La notion de prévalence et la déficience d’ordre psychique

[12] Dans Compagnie A[20], le tribunal a nuancé l’utilisation du critère de la prévalence en matière de déficience d’ordre psychique. Dans cette affaire, le travailleur avait subi une lésion professionnelle, notamment un état de stress post-traumatique. L’employeur a demandé un partage des coûts, alléguant que le travailleur présentait un handicap, soit une personnalité prémorbide, des antécédents de consommation de drogue et un passé de violence et d’abus. Le tribunal a d’abord convenu que les traits de personnalité paranoïde et la personnalité prémorbide du travailleur, qu’ils soient qualifiés de trait ou de trouble de la personnalité, constituaient une perte de substance ou une altération d’une structure ou d’une fonction psychologique au sens de la jurisprudence. Il a ajouté que les antécédents de consommation de drogues et la présence de violence et d’abus faisaient également partie de la condition psychologique antérieure du travailleur.
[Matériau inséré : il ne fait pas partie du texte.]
//! Sidecar document: the persisted edit graph for one original image.
//!
//! ```json
//! {
//!   "format": "fotq5",
//!   "version": "1.0",
//!   "original": { "path": "...", "checksum": "..." },
//!   "edits": [ { "id", "image_id", "parent_id", "engine_version", "operations", "created_at" } ],
//!   "audit_log": [ { "id", "image_id", "action", "timestamp" } ]
//! }
//! ```
//!
//! Edits form a graph through `parent_id`. The live editing history is
//! linear and is not rebuilt from this graph; any single edit can be loaded
//! back as a renderable state.

use std::collections::HashSet;

use serde::{Deserialize, Serialize};

use crate::error::{EngineError, Result};
use crate::mask::MAX_MASKS_PER_KIND;
use crate::transform::params::AdjustmentState;

pub const SIDECAR_FORMAT: &str = "fotq5";
pub const SIDECAR_VERSION: &str = "1.0";
/// Engine version pinned into every saved edit.
pub const ENGINE_VERSION: &str = "5.0.0-alpha";
pub const ACTION_SAVE_EDIT: &str = "SAVE_EDIT";

#[derive(Debug, Clone, PartialEq, Eq, Serialize, Deserialize)]
pub struct OriginalRef {
    pub path: String,
    pub checksum: String,
}

#[derive(Debug, Clone, PartialEq, Serialize, Deserialize)]
pub struct EditRecord {
    pub id: String,
    pub image_id: String,
    #[serde(default)]
    pub parent_id: Option<String>,
    pub engine_version: String,
    pub operations: AdjustmentState,
    /// Milliseconds since the Unix epoch.
    pub created_at: u64,
}

#[derive(Debug, Clone, PartialEq, Eq, Serialize, Deserialize)]
pub struct AuditEntry {
    pub id: String,
    pub image_id: String,
    pub action: String,
    /// Milliseconds since the Unix epoch.
    pub timestamp: u64,
}

#[derive(Debug, Clone, PartialEq, Serialize, Deserialize)]
pub struct Sidecar {
    pub format: String,
    pub version: String,
    pub original: OriginalRef,
    #[serde(default)]
    pub edits: Vec<EditRecord>,
    #[serde(default)]
    pub audit_log: Vec<AuditEntry>,
}

impl Sidecar {
    pub fn new(original: OriginalRef) -> Self {
        Self {
            format: SIDECAR_FORMAT.to_string(),
            version: SIDECAR_VERSION.to_string(),
            original,
            edits: Vec::new(),
            audit_log: Vec::new(),
        }
    }

    /// Save `state` as a new edit and log it. Returns the new edit's id.
    ///
    /// `parent_id`, when given, must name an existing edit.
    pub fn record_edit(
        &mut self,
        image_id: &str,
        state: &AdjustmentState,
        parent_id: Option<&str>,
        timestamp_ms: u64,
    ) -> Result<String> {
        if let Some(parent) = parent_id {
            if self.edit(parent).is_none() {
                return Err(EngineError::Sidecar(format!("unknown parent edit {parent}")));
            }
        }

        let id = self.fresh_id("edit", self.edits.len(), |s, id| s.edit(id).is_some());
        self.edits.push(EditRecord {
            id: id.clone(),
            image_id: image_id.to_string(),
            parent_id: parent_id.map(str::to_string),
            engine_version: ENGINE_VERSION.to_string(),
            operations: state.clone(),
            created_at: timestamp_ms,
        });

        let audit_id = self.fresh_id("audit", self.audit_log.len(), |s, id| {
            s.audit_log.iter().any(|a| a.id == id)
        });
        self.audit_log.push(AuditEntry {
            id: audit_id,
            image_id: image_id.to_string(),
            action: ACTION_SAVE_EDIT.to_string(),
            timestamp: timestamp_ms,
        });

        tracing::info!(edit = %id, image = image_id, "recorded edit");
        Ok(id)
    }

    fn fresh_id(&self, prefix: &str, start: usize, taken: impl Fn(&Self, &str) -> bool) -> String {
        let mut n = start + 1;
        loop {
            let id = format!("{prefix}-{n:04}");
            if !taken(self, &id) {
                return id;
            }
            n += 1;
        }
    }

    pub fn edit(&self, id: &str) -> Option<&EditRecord> {
        self.edits.iter().find(|e| e.id == id)
    }

    /// Most recently recorded edit.
    pub fn latest(&self) -> Option<&EditRecord> {
        self.edits.last()
    }

    /// Renderable state stored by edit `id`.
    pub fn snapshot(&self, id: &str) -> Option<AdjustmentState> {
        self.edit(id)
            .map(|e| e.operations.clone().sanitized(MAX_MASKS_PER_KIND))
    }

    /// Edits from `id` back to its root, following `parent_id`.
    ///
    /// Stops at a missing parent or a repeated id.
    pub fn lineage(&self, id: &str) -> Vec<&EditRecord> {
        let mut chain = Vec::new();
        let mut seen = HashSet::new();
        let mut next = self.edit(id);
        while let Some(edit) = next {
            if !seen.insert(edit.id.as_str()) {
                tracing::warn!(edit = %edit.id, "cycle in sidecar edit graph");
                break;
            }
            chain.push(edit);
            next = edit.parent_id.as_deref().and_then(|p| self.edit(p));
        }
        chain
    }

    pub fn to_json(&self) -> Result<String> {
        Ok(serde_json::to_string_pretty(self)?)
    }

    /// Parse and validate a sidecar document.
    pub fn from_json(json: &str) -> Result<Self> {
        let sidecar: Self = serde_json::from_str(json)?;
        if sidecar.format != SIDECAR_FORMAT {
            return Err(EngineError::Sidecar(format!(
                "expected format {SIDECAR_FORMAT}, found {}",
                sidecar.format
            )));
        }
        let major = |v: &str| v.split('.').next().map(str::to_string);
        if major(&sidecar.version) != major(SIDECAR_VERSION) {
            return Err(EngineError::Sidecar(format!(
                "unsupported sidecar version {}",
                sidecar.version
            )));
        }
        Ok(sidecar)
    }
}

#[cfg(test)]
mod tests {
    use super::*;
    use crate::grading::curves::CurvePoint;
    use crate::mask::{MaskAdjustments, MaskKind};
    use crate::transform::params::keys;

    fn original() -> OriginalRef {
        OriginalRef {
            path: "/photos/IMG_0001.dng".to_string(),
            checksum: "sha256:abc123".to_string(),
        }
    }

    fn edited_state() -> AdjustmentState {
        let state = AdjustmentState::default()
            .apply_adjustment(keys::EXPOSURE, 15.0)
            .apply_adjustment("hsl_orange_s", -20.0)
            .add_mask(MaskKind::Radial, 3)
            .with_curve_points(vec![
                CurvePoint::new(0.0, 0.0),
                CurvePoint::new(96.0, 120.0),
                CurvePoint::new(255.0, 255.0),
            ]);
        let mut mask = state.masks()[0];
        mask.adjustments = MaskAdjustments {
            exposure: 40.0,
            contrast: -10.0,
            saturation: 5.0,
        };
        state.update_mask(mask)
    }

    #[test]
    fn test_roundtrip_preserves_every_snapshot() {
        let mut sidecar = Sidecar::new(original());
        let first = sidecar
            .record_edit("img-1", &AdjustmentState::default(), None, 1_000)
            .unwrap();
        let second = sidecar
            .record_edit("img-1", &edited_state(), Some(&first), 2_000)
            .unwrap();

        let json = sidecar.to_json().unwrap();
        let back = Sidecar::from_json(&json).unwrap();
        assert_eq!(back, sidecar);
        assert_eq!(back.snapshot(&second), Some(edited_state()));
        assert_eq!(back.audit_log.len(), 2);
        assert_eq!(back.audit_log[1].action, ACTION_SAVE_EDIT);
    }

    #[test]
    fn test_lineage_follows_parents() {
        let mut sidecar = Sidecar::new(original());
        let a = sidecar.record_edit("img", &AdjustmentState::default(), None, 1).unwrap();
        let b = sidecar.record_edit("img", &edited_state(), Some(&a), 2).unwrap();
        let c = sidecar.record_edit("img", &edited_state(), Some(&b), 3).unwrap();
        // Branch from `a`.
        sidecar.record_edit("img", &edited_state(), Some(&a), 4).unwrap();

        let ids: Vec<_> = sidecar.lineage(&c).iter().map(|e| e.id.clone()).collect();
        assert_eq!(ids, vec![c, b, a]);
    }

    #[test]
    fn test_unknown_parent_is_rejected() {
        let mut sidecar = Sidecar::new(original());
        let err = sidecar
            .record_edit("img", &AdjustmentState::default(), Some("edit-9999"), 1)
            .unwrap_err();
        assert!(matches!(err, EngineError::Sidecar(_)));
        assert!(sidecar.edits.is_empty());
    }

    #[test]
    fn test_wrong_format_is_rejected() {
        let json = r#"{"format":"xmp","version":"1.0","original":{"path":"a","checksum":"b"}}"#;
        assert!(matches!(Sidecar::from_json(json), Err(EngineError::Sidecar(_))));
        let json = r#"{"format":"fotq5","version":"2.0","original":{"path":"a","checksum":"b"}}"#;
        assert!(matches!(Sidecar::from_json(json), Err(EngineError::Sidecar(_))));
    }

    #[test]
    fn test_cycle_does_not_loop() {
        let mut sidecar = Sidecar::new(original());
        let a = sidecar.record_edit("img", &AdjustmentState::default(), None, 1).unwrap();
        let b = sidecar.record_edit("img", &AdjustmentState::default(), Some(&a), 2).unwrap();
        sidecar.edits[0].parent_id = Some(b.clone());
        assert_eq!(sidecar.lineage(&b).len(), 2);
    }

    #[test]
    fn test_edits_pin_engine_version() {
        let mut sidecar = Sidecar::new(original());
        let id = sidecar.record_edit("img", &AdjustmentState::default(), None, 1).unwrap();
        assert_eq!(sidecar.edit(&id).unwrap().engine_version, ENGINE_VERSION);
        assert_eq!(sidecar.latest().unwrap().id, id);
    }
}
//! Single-slot frame request queue.
//!
//! The control thread submits states as fast as edits arrive; the render loop
//! takes whatever is newest at its frame boundary. A submission that was
//! never taken is overwritten, so stale frames are never rendered.

use parking_lot::Mutex;

use crate::transform::params::AdjustmentState;

#[derive(Debug, Default)]
struct Pending {
    state: Option<AdjustmentState>,
    generation: u64,
}

/// Latest-wins render request slot. Safe to share behind an `Arc`.
#[derive(Debug, Default)]
pub struct FrameSlot {
    pending: Mutex<Pending>,
}

impl FrameSlot {
    pub fn new() -> Self {
        Self::default()
    }

    /// Queue `state` for the next frame, replacing any request not yet taken.
    /// Returns the request's generation number.
    pub fn submit(&self, state: AdjustmentState) -> u64 {
        let mut pending = self.pending.lock();
        if pending.state.is_some() {
            tracing::trace!(generation = pending.generation, "superseding pending frame");
        }
        pending.generation += 1;
        pending.state = Some(state);
        pending.generation
    }

    /// Take the newest request, leaving the slot empty.
    pub fn take(&self) -> Option<(u64, AdjustmentState)> {
        let mut pending = self.pending.lock();
        let generation = pending.generation;
        pending.state.take().map(|state| (generation, state))
    }

    pub fn has_pending(&self) -> bool {
        self.pending.lock().state.is_some()
    }

    /// Generation of the most recent submission.
    pub fn generation(&self) -> u64 {
        self.pending.lock().generation
    }
}

#[cfg(test)]
mod tests {
    use super::*;
    use crate::transform::params::keys;
    use std::sync::Arc;

    fn state(v: f32) -> AdjustmentState {
        AdjustmentState::default().apply_adjustment(keys::CONTRAST, v)
    }

    #[test]
    fn test_newer_submission_supersedes_pending() {
        let slot = FrameSlot::new();
        slot.submit(state(1.0));
        slot.submit(state(2.0));
        let (generation, latest) = slot.take().unwrap();
        assert_eq!(generation, 2);
        assert_eq!(latest, state(2.0));
        assert!(slot.take().is_none());
    }

    #[test]
    fn test_concurrent_submitters_leave_one_request() {
        let slot = Arc::new(FrameSlot::new());
        let handles: Vec<_> = (0..4)
            .map(|t| {
                let slot = Arc::clone(&slot);
                std::thread::spawn(move || {
                    for i in 0..25 {
                        slot.submit(state((t * 25 + i) as f32));
                    }
                })
            })
            .collect();
        for h in handles {
            h.join().unwrap();
        }
        assert_eq!(slot.generation(), 100);
        assert!(slot.take().is_some());
        assert!(!slot.has_pending());
    }
}
//! Sharpening and noise reduction from a four-neighbor blur.
//!
//! Neighbors are raw source samples. Running the full pipeline per neighbor
//! would cost four extra evaluations, so they only receive the global
//! exposure and contrast before being averaged.

use super::tone::MIDDLE_GRAY;

/// Global detail controls in shader units.
#[derive(Debug, Clone, Copy, Default, PartialEq)]
pub struct DetailParams {
    /// Unsharp amount, `[0, 1.5]`.
    pub sharpen: f32,
    /// Blend toward the blur, `[0, 1]`. Half of this is used as the mix factor.
    pub noise_reduction: f32,
}

impl DetailParams {
    pub fn is_active(&self) -> bool {
        self.sharpen > 0.0 || self.noise_reduction > 0.0
    }
}

/// Approximate a neighbor's graded value with global exposure and contrast.
pub fn approximate_neighbor(rgb: [f32; 3], exposure_ev: f32, contrast: f32) -> [f32; 3] {
    let gain = exposure_ev.exp2();
    rgb.map(|c| (c * gain - MIDDLE_GRAY) * (1.0 + contrast) + MIDDLE_GRAY)
}

/// Blend toward the neighbor average, then add back high-frequency detail.
///
/// `neighbors` are already approximated with [`approximate_neighbor`].
pub fn apply_detail(rgb: [f32; 3], neighbors: &[[f32; 3]; 4], params: &DetailParams) -> [f32; 3] {
    if !params.is_active() {
        return rgb;
    }
    let mut blur = [0.0_f32; 3];
    for n in neighbors {
        for c in 0..3 {
            blur[c] += n[c] * 0.25;
        }
    }

    let mut out = rgb;
    if params.noise_reduction > 0.0 {
        let t = params.noise_reduction * 0.5;
        for c in 0..3 {
            out[c] += (blur[c] - out[c]) * t;
        }
    }
    if params.sharpen > 0.0 {
        for c in 0..3 {
            out[c] += (out[c] - blur[c]) * params.sharpen;
        }
    }
    out
}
Par ailleurs, le tribunal a estimé que, même si le critère de la déviation par rapport à la norme biomédicale s’appliquait à une déficience d’ordre psychique, ce caractère déviant pouvait être démontré sans nécessairement faire référence à la notion de «prévalence». En effet, cette notion suppose une norme quantitative qui est généralement pertinente lorsqu’une condition de nature dégénérative est invoquée. Par contre, pour évaluer une déficience psychique, l’appréciation du critère de la déviation par rapport à la norme biomédicale se fait davantage en fonction d’une norme qualitative. En l’espèce, le tribunal a retenu que le passé du travailleur et les conséquences afférentes avaient entraîné une condition psychologique déviant de la norme biomédicale, et 95 % des coûts ont été transférés à l’ensemble des employeurs.